Au point du jour après avoir pénétré dans les taillis, on trouva 14 brebis mortes, 6 grièvement blessées et 4 à peine entamées ; c’était 24 victimes du loup. Cette perte est d’autant plus regrettable que la métairie Saint-Pierre de Vidals appartient à la sœur Marc, les revenus en sont donnés par cette digne religieuse aux pauvres de Lacaune. Ce sera autant en moins pour cette œuvre de bienfaisance.
Les habitants qui ont parcouru les lieux en temps de neige, prétendent qu’il n’y a qu’un loup dans la forêt ou du moins ils n’ont aperçu les traces que d’un seul de ces animaux. »
Cette sœur Marc possédait par héritage La Borio des Vidals. Elle a légué cette propriété à une nièce, dont les petites-filles Solignac l’ont vendue à plusieurs propriétaires en 1918. C’est pour cela qu’elle est aujourd’hui morcelée.

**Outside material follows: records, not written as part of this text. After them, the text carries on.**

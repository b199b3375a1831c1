//! Default forecasting model: automatic exponential smoothing from `augurs`.

use crate::model::error::ModelError;
use crate::model::{prediction_frame, ForecastModel, TrainingSeries};
use augurs::ets::AutoETS;
use augurs::prelude::*;
use log::{debug, info};
use polars::prelude::DataFrame;

/// Level of the prediction intervals reported in `yhat_lower`/`yhat_upper`.
pub const CONFIDENCE_LEVEL: f64 = 0.95;

/// Fewest observations AutoETS will fit; shorter series get a naive forecast.
pub const MIN_ETS_POINTS: usize = 7;

type FittedEts = <AutoETS as Fit>::Fitted;

enum Fitted {
    Ets(FittedEts),
    /// Repeats the last observation; no intervals.
    Naive,
}

/// Non-seasonal AutoETS. The best error/trend combination is selected by
/// information criterion when fitting.
///
/// Produces in-sample predictions for the fitted span and out-of-sample
/// predictions with 95% intervals for the horizon. Series shorter than
/// [`MIN_ETS_POINTS`] are forecast naively: the fitted span echoes the
/// observations and every future day repeats the last one.
#[derive(Default)]
pub struct EtsModel {
    fitted: Option<(TrainingSeries, Fitted)>,
}

impl ForecastModel for EtsModel {
    fn fit(&mut self, history: &DataFrame) -> Result<(), ModelError> {
        let series = TrainingSeries::from_frame(history)?;
        let fitted = if series.values.len() < MIN_ETS_POINTS {
            info!(
                "Only {} days starting {}, using a naive forecast",
                series.values.len(),
                series.first_date
            );
            Fitted::Naive
        } else {
            debug!(
                "Fitting AutoETS on {} days starting {}",
                series.values.len(),
                series.first_date
            );
            let model = AutoETS::non_seasonal()
                .fit(&series.values)
                .map_err(|e| ModelError::Fit(e.to_string()))?;
            Fitted::Ets(model)
        };
        self.fitted = Some((series, fitted));
        Ok(())
    }

    fn predict(&self, periods: usize) -> Result<DataFrame, ModelError> {
        let (series, fitted) = self.fitted.as_ref().ok_or(ModelError::NotFitted)?;
        let total = series.prediction_len(periods)?;

        let fitted = match fitted {
            Fitted::Ets(model) => model,
            Fitted::Naive => {
                let last = *series.values.last().ok_or(ModelError::EmptyHistory)?;
                let mut predicted = Vec::with_capacity(total);
                predicted.extend_from_slice(&series.values);
                predicted.resize(total, last);
                return prediction_frame(series.first_date, predicted, None);
            }
        };

        let in_sample = fitted
            .predict_in_sample(CONFIDENCE_LEVEL)
            .map_err(|e| ModelError::Predict(e.to_string()))?;
        let mut predicted = in_sample.point;
        let mut lower = Vec::with_capacity(total);
        let mut upper = Vec::with_capacity(total);
        let mut has_bounds = false;
        if let Some(intervals) = in_sample.intervals {
            lower.extend(intervals.lower);
            upper.extend(intervals.upper);
            has_bounds = true;
        }

        if periods > 0 {
            let future = fitted
                .predict(periods, CONFIDENCE_LEVEL)
                .map_err(|e| ModelError::Predict(e.to_string()))?;
            predicted.extend(future.point);
            match future.intervals {
                Some(intervals) if has_bounds => {
                    lower.extend(intervals.lower);
                    upper.extend(intervals.upper);
                }
                _ => has_bounds = false,
            }
        }

        let bounds = (has_bounds && lower.len() == predicted.len() && upper.len() == predicted.len())
            .then_some((lower, upper));
        prediction_frame(series.first_date, predicted, bounds)
    }
}

#[cfg(test)]
mod tests {
    use super::*;
    use crate::model::MAX_FORECAST_DAYS;
    use crate::types::forecast_table::ForecastTable;
    use crate::types::historical_table::{DailyObservation, HistoricalTable};
    use chrono::{Days, NaiveDate};

    fn linear_history(days: u64) -> HistoricalTable {
        let start = NaiveDate::from_ymd_opt(2024, 3, 1).unwrap();
        HistoricalTable::new(
            (0..days)
                .map(|i| DailyObservation {
                    date: start + Days::new(i),
                    avg_temp_c: 2.0 + i as f64 * 0.3 + if i % 2 == 0 { 0.4 } else { -0.4 },
                })
                .collect(),
        )
        .unwrap()
    }

    #[test]
    fn test_predict_before_fit() {
        let model = EtsModel::default();
        assert!(matches!(model.predict(3), Err(ModelError::NotFitted)));
    }

    #[test]
    fn test_fit_empty_history() -> Result<(), Box<dyn std::error::Error>> {
        let mut model = EtsModel::default();
        let frame = HistoricalTable::default().to_model_frame()?;
        assert!(matches!(model.fit(&frame), Err(ModelError::EmptyHistory)));
        Ok(())
    }

    fn predict_table(
        history: &HistoricalTable,
        horizon: usize,
    ) -> Result<ForecastTable, Box<dyn std::error::Error>> {
        let mut model = EtsModel::default();
        model.fit(&history.to_model_frame()?)?;
        let forecast = ForecastTable::from_frame(&model.predict(horizon)?)?;
        forecast.ensure_covers(history, horizon)?;
        Ok(forecast)
    }

    #[test]
    fn test_short_histories_repeat_last_value() -> Result<(), Box<dyn std::error::Error>> {
        for days in [1, 3, 6] {
            let history = linear_history(days);
            let forecast = predict_table(&history, 2)?;

            assert_eq!(forecast.len(), days as usize + 2, "{} days", days);
            let last = history.observations().last().unwrap().avg_temp_c;
            let tail: Vec<f64> = forecast.points()[days as usize..]
                .iter()
                .map(|p| p.predicted)
                .collect();
            assert_eq!(tail, vec![last, last], "{} days", days);
            assert!(forecast.points().iter().all(|p| p.lower.is_none()));
        }
        Ok(())
    }

    #[test]
    fn test_seven_days_use_ets() -> Result<(), Box<dyn std::error::Error>> {
        let history = linear_history(MIN_ETS_POINTS as u64);
        let forecast = predict_table(&history, 2)?;
        assert_eq!(forecast.len(), MIN_ETS_POINTS + 2);
        assert!(forecast.points().iter().all(|p| p.predicted.is_finite()));
        Ok(())
    }

    #[test]
    fn test_oversized_horizon_is_rejected() -> Result<(), Box<dyn std::error::Error>> {
        for history in [linear_history(3), linear_history(30)] {
            let mut model = EtsModel::default();
            model.fit(&history.to_model_frame()?)?;
            for periods in [MAX_FORECAST_DAYS + 1, usize::MAX] {
                assert!(matches!(
                    model.predict(periods),
                    Err(ModelError::HorizonTooLarge { max: MAX_FORECAST_DAYS, .. })
                ));
            }
        }
        Ok(())
    }

    #[test]
    fn test_predicts_history_plus_horizon() -> Result<(), Box<dyn std::error::Error>> {
        let history = linear_history(30);
        let mut model = EtsModel::default();
        model.fit(&history.to_model_frame()?)?;

        let forecast = ForecastTable::from_frame(&model.predict(7)?)?;
        assert_eq!(forecast.len(), 37);
        assert_eq!(forecast.points()[0].date, history.first_date().unwrap());
        forecast.ensure_covers(&history, 7)?;
        assert!(forecast.points().iter().all(|p| p.predicted.is_finite()));
        Ok(())
    }
}
use crate::error::ForecastError;
use crate::model::MAX_FORECAST_DAYS;
use crate::types::form::{FormField, FormInput};
use chrono::NaiveDate;

/// Day-month-year, as typed into the form.
pub const FORM_DATE_FORMAT: &str = "%d-%m-%Y";

/// A form submission after parsing. Field-level checks have passed; the
/// date order has not been checked yet.
#[derive(Debug, Clone, PartialEq, Eq)]
pub(crate) struct ForecastRequest {
    pub city: String,
    pub start: NaiveDate,
    pub end: NaiveDate,
    pub forecast_days: usize,
    pub api_key: String,
}

impl ForecastRequest {
    /// Parses every field in form order and stops at the first invalid one.
    pub(crate) fn parse(input: &FormInput) -> Result<Self, ForecastError> {
        let city = non_empty(input, FormField::City)?;
        let start = parse_date(input, FormField::StartDate)?;
        let end = parse_date(input, FormField::EndDate)?;
        let forecast_days = parse_horizon(input)?;
        let api_key = non_empty(input, FormField::ApiKey)?;

        Ok(Self {
            city,
            start,
            end,
            forecast_days,
            api_key,
        })
    }

    pub(crate) fn ensure_ordered(&self) -> Result<(), ForecastError> {
        if self.start > self.end {
            return Err(ForecastError::validation(
                FormField::EndDate,
                format!(
                    "start must precede end ({} is after {})",
                    self.start.format(FORM_DATE_FORMAT),
                    self.end.format(FORM_DATE_FORMAT)
                ),
            ));
        }
        Ok(())
    }

    /// Number of days in `start..=end`.
    pub(crate) fn day_count(&self) -> i64 {
        (self.end - self.start).num_days() + 1
    }
}

fn non_empty(input: &FormInput, field: FormField) -> Result<String, ForecastError> {
    let value = input.value(field).trim();
    if value.is_empty() {
        return Err(ForecastError::validation(field, "must not be empty"));
    }
    Ok(value.to_string())
}

fn parse_date(input: &FormInput, field: FormField) -> Result<NaiveDate, ForecastError> {
    let text = input.value(field).trim();
    NaiveDate::parse_from_str(text, FORM_DATE_FORMAT).map_err(|e| {
        ForecastError::validation(field, format!("'{}' is not a DD-MM-YYYY date ({})", text, e))
    })
}

fn parse_horizon(input: &FormInput) -> Result<usize, ForecastError> {
    let text = input.forecast_days.trim();
    let days: usize = text.parse().map_err(|_| {
        ForecastError::validation(
            FormField::ForecastDays,
            format!("'{}' is not a whole number", text),
        )
    })?;
    if days == 0 {
        return Err(ForecastError::validation(
            FormField::ForecastDays,
            "must be at least 1",
        ));
    }
    if days > MAX_FORECAST_DAYS {
        return Err(ForecastError::validation(
            FormField::ForecastDays,
            format!("must be at most {}", MAX_FORECAST_DAYS),
        ));
    }
    Ok(days)
}
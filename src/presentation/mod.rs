//! The terminal form, the chart and the notifications shown after each run.

pub mod chart;
pub mod form;
pub mod notify;
//! Test model: echoes the fitted values and repeats the last one for the horizon.

use crate::model::error::ModelError;
use crate::model::{prediction_frame, ForecastModel, TrainingSeries};
use polars::prelude::DataFrame;

#[derive(Debug, Default)]
pub(crate) struct PassThroughModel {
    series: Option<TrainingSeries>,
}

impl ForecastModel for PassThroughModel {
    fn fit(&mut self, history: &DataFrame) -> Result<(), ModelError> {
        self.series = Some(TrainingSeries::from_frame(history)?);
        Ok(())
    }

    fn predict(&self, periods: usize) -> Result<DataFrame, ModelError> {
        let series = self.series.as_ref().ok_or(ModelError::NotFitted)?;
        let total = series.prediction_len(periods)?;
        let last = *series.values.last().ok_or(ModelError::EmptyHistory)?;
        let mut predicted = series.values.clone();
        predicted.resize(total, last);
        prediction_frame(series.first_date, predicted, None)
    }
}
use crate::types::historical_table::{DailyObservation, HistoricalTable};
use crate::weather_data::client::{WeatherApiClient, WeatherApiConfig};
use crate::weather_data::error::WeatherDataError;
use bon::bon;
use chrono::NaiveDate;
use log::info;
use tokio::sync::mpsc::UnboundedSender;

/// Sent after each successfully fetched day.
#[derive(Debug, Clone, Copy, PartialEq, Eq)]
pub struct FetchProgress {
    pub date: NaiveDate,
    pub done: usize,
    pub total: usize,
}

/// Builds a [`HistoricalTable`] by asking the weather API for one day at a time.
///
/// Requests are issued sequentially in date order. The first failing day
/// aborts the whole range: days already fetched are dropped and later days
/// are never requested. Nothing is retried.
pub struct WeatherFetcher {
    client: WeatherApiClient,
    progress: Option<UnboundedSender<FetchProgress>>,
}

#[bon]
impl WeatherFetcher {
    /// Creates a fetcher.
    ///
    /// * `.config(WeatherApiConfig)`: optional, defaults to [`WeatherApiConfig::default`].
    /// * `.progress(UnboundedSender<FetchProgress>)`: optional channel that receives
    ///   a [`FetchProgress`] after every fetched day.
    ///
    /// # Examples
    ///
    /// ```no_run
    /// use tempcast::{WeatherApiConfig, WeatherFetcher};
    ///
    /// # fn main() -> Result<(), tempcast::WeatherDataError> {
    /// let fetcher = WeatherFetcher::builder()
    ///     .config(WeatherApiConfig { timeout_secs: 10, ..Default::default() })
    ///     .build()?;
    /// # Ok(())
    /// # }
    /// ```
    #[builder]
    pub fn new(
        config: Option<WeatherApiConfig>,
        progress: Option<UnboundedSender<FetchProgress>>,
    ) -> Result<Self, WeatherDataError> {
        let client = WeatherApiClient::new(config.unwrap_or_default())?;
        Ok(Self { client, progress })
    }

    /// Fetches the average temperature for every day in `start..=end`.
    ///
    /// The caller ensures `start <= end`; a reversed range yields an empty table.
    pub async fn fetch(
        &self,
        api_key: &str,
        city: &str,
        start: NaiveDate,
        end: NaiveDate,
    ) -> Result<HistoricalTable, WeatherDataError> {
        let total = usize::try_from((end - start).num_days() + 1).unwrap_or(0);
        let mut observations = Vec::with_capacity(total);

        for date in start.iter_days().take_while(|d| *d <= end) {
            let avg_temp_c = self.client.day_average(api_key, city, date).await?;
            info!("Fetched {} for '{}': {:.1} °C", date, city, avg_temp_c);
            observations.push(DailyObservation { date, avg_temp_c });

            if let Some(progress) = &self.progress {
                // A dropped receiver only means nobody is watching.
                let _ = progress.send(FetchProgress {
                    date,
                    done: observations.len(),
                    total,
                });
            }
        }

        Ok(HistoricalTable::new(observations)?)
    }
}

#[cfg(test)]
mod tests {
    use super::*;
    use serde_json::json;
    use tokio::sync::mpsc;
    use wiremock::matchers::{method, path, query_param};
    use wiremock::{Mock, MockServer, ResponseTemplate};

    fn day(d: u32) -> NaiveDate {
        NaiveDate::from_ymd_opt(2024, 1, d).unwrap()
    }

    fn history_body(avg: f64) -> serde_json::Value {
        json!({
            "location": { "name": "Astana", "country": "Kazakhstan" },
            "forecast": {
                "forecastday": [
                    { "date": "2024-01-01", "day": { "maxtemp_c": avg + 3.0, "mintemp_c": avg - 3.0, "avgtemp_c": avg } }
                ]
            }
        })
    }

    async fn mount_day(server: &MockServer, dt: &str, response: ResponseTemplate, calls: u64) {
        Mock::given(method("GET"))
            .and(path("/history.json"))
            .and(query_param("dt", dt))
            .respond_with(response)
            .expect(calls)
            .mount(server)
            .await;
    }

    fn fetcher_for(server: &MockServer) -> Result<WeatherFetcher, WeatherDataError> {
        WeatherFetcher::builder()
            .config(WeatherApiConfig {
                base_url: server.uri(),
                timeout_secs: 5,
            })
            .build()
    }

    #[tokio::test]
    async fn test_fetch_one_observation_per_day() -> Result<(), Box<dyn std::error::Error>> {
        let server = MockServer::start().await;
        for (dt, avg) in [("2024-01-01", 1.0), ("2024-01-02", 2.0), ("2024-01-03", 3.0)] {
            Mock::given(method("GET"))
                .and(path("/history.json"))
                .and(query_param("key", "test-key"))
                .and(query_param("q", "Astana"))
                .and(query_param("dt", dt))
                .respond_with(ResponseTemplate::new(200).set_body_json(history_body(avg)))
                .expect(1)
                .mount(&server)
                .await;
        }

        let table = fetcher_for(&server)?
            .fetch("test-key", "Astana", day(1), day(3))
            .await?;

        let observed: Vec<(NaiveDate, f64)> = table
            .observations()
            .iter()
            .map(|o| (o.date, o.avg_temp_c))
            .collect();
        assert_eq!(observed, vec![(day(1), 1.0), (day(2), 2.0), (day(3), 3.0)]);
        Ok(())
    }

    #[tokio::test]
    async fn test_single_day_range() -> Result<(), Box<dyn std::error::Error>> {
        let server = MockServer::start().await;
        mount_day(
            &server,
            "2024-01-05",
            ResponseTemplate::new(200).set_body_json(history_body(-7.5)),
            1,
        )
        .await;

        let table = fetcher_for(&server)?.fetch("k", "Astana", day(5), day(5)).await?;
        assert_eq!(table.len(), 1);
        assert_eq!(table.last_date(), Some(day(5)));
        Ok(())
    }

    #[tokio::test]
    async fn test_api_error_aborts_remaining_days() -> Result<(), Box<dyn std::error::Error>> {
        let server = MockServer::start().await;
        mount_day(&server, "2024-01-01", ResponseTemplate::new(200).set_body_json(history_body(1.0)), 1).await;
        mount_day(
            &server,
            "2024-01-02",
            ResponseTemplate::new(401).set_body_json(json!({
                "error": { "code": 2006, "message": "API key is invalid." }
            })),
            1,
        )
        .await;
        mount_day(&server, "2024-01-03", ResponseTemplate::new(200).set_body_json(history_body(3.0)), 0).await;

        let result = fetcher_for(&server)?.fetch("bad-key", "Astana", day(1), day(3)).await;

        match &result {
            Err(WeatherDataError::ApiStatus { date, status, body }) => {
                assert_eq!(*date, day(2));
                assert_eq!(status.as_u16(), 401);
                assert!(body.contains("API key is invalid."));
            }
            other => panic!("expected ApiStatus, got {:?}", other),
        }
        let message = result.unwrap_err().to_string();
        assert!(message.contains("401"), "{}", message);
        assert!(message.ends_with("API key is invalid."), "{}", message);
        Ok(())
    }

    #[tokio::test]
    async fn test_missing_forecast_structure() -> Result<(), Box<dyn std::error::Error>> {
        let server = MockServer::start().await;
        mount_day(
            &server,
            "2024-01-01",
            ResponseTemplate::new(200).set_body_json(json!({ "location": { "name": "Astana" } })),
            1,
        )
        .await;
        mount_day(&server, "2024-01-02", ResponseTemplate::new(200).set_body_json(history_body(2.0)), 0).await;

        let result = fetcher_for(&server)?.fetch("k", "Astana", day(1), day(2)).await;
        assert!(matches!(result, Err(WeatherDataError::MissingData { date }) if date == day(1)));
        Ok(())
    }

    #[tokio::test]
    async fn test_non_json_success_body() -> Result<(), Box<dyn std::error::Error>> {
        let server = MockServer::start().await;
        mount_day(&server, "2024-01-01", ResponseTemplate::new(200).set_body_string("<html>maintenance</html>"), 1).await;

        let result = fetcher_for(&server)?.fetch("k", "Astana", day(1), day(1)).await;
        assert!(matches!(result, Err(WeatherDataError::JsonParse { .. })));
        Ok(())
    }

    #[tokio::test]
    async fn test_progress_reported_per_day() -> Result<(), Box<dyn std::error::Error>> {
        let server = MockServer::start().await;
        mount_day(&server, "2024-01-01", ResponseTemplate::new(200).set_body_json(history_body(1.0)), 1).await;
        mount_day(&server, "2024-01-02", ResponseTemplate::new(200).set_body_json(history_body(2.0)), 1).await;

        let (tx, mut rx) = mpsc::unbounded_channel();
        let fetcher = WeatherFetcher::builder()
            .config(WeatherApiConfig {
                base_url: server.uri(),
                timeout_secs: 5,
            })
            .progress(tx)
            .build()?;
        fetcher.fetch("k", "Astana", day(1), day(2)).await?;

        assert_eq!(
            rx.recv().await,
            Some(FetchProgress { date: day(1), done: 1, total: 2 })
        );
        assert_eq!(
            rx.recv().await,
            Some(FetchProgress { date: day(2), done: 2, total: 2 })
        );
        Ok(())
    }

    #[tokio::test]
    async fn test_reversed_range_is_empty() -> Result<(), Box<dyn std::error::Error>> {
        let server = MockServer::start().await;
        Mock::given(method("GET"))
            .respond_with(ResponseTemplate::new(200).set_body_json(history_body(0.0)))
            .expect(0)
            .mount(&server)
            .await;

        let table = fetcher_for(&server)?.fetch("k", "Astana", day(3), day(1)).await?;
        assert!(table.is_empty());
        Ok(())
    }
}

Robert Calas rapporte deux histoires (vraies) de loup racontées par sa mère, Maria, de Rieumontagné (5) :
– Quand elle était enfant (elle était née en 1904) elle se souvient d’avoir vu un homme passer de maison en maison avec un loup mort qu’il portait sur l’esquina ou autour du cou. Il était de coutume que les paysans fassent un don à celui qui les débarrassait de ces derniers prédateurs… et le père Boutes donna la pièce.

– Vers 1900, le grand-père maternel (père de ma grand-mère Marie Razimbaud de Montégut) s’en alla vendre quelques brebis à la grande foire d’automne d’Olargues. N’ayant pas liquidé la totalité de ses fedas il s’en revint, comme à l’aller, par les sentiers et autres chemins de chèvres. Dans le bois de Lause, il s’aperçut qu’un loup s’approchait du petit troupeau. Le prédateur faisait de brèves incursions à droite puis à gauche pour apeurer les brebis. Le pastre rassembla les bêtes à ses côtés et, menaçant le loup de son bâton et sans le quitter des yeux, il fit le reste du parcours jusqu’à Montégut à reculons. Arrivé à la maison à la nuit tombée, il rentra les fedas dans la bergerie où il s’écroula épuisé de fatigue et de peur.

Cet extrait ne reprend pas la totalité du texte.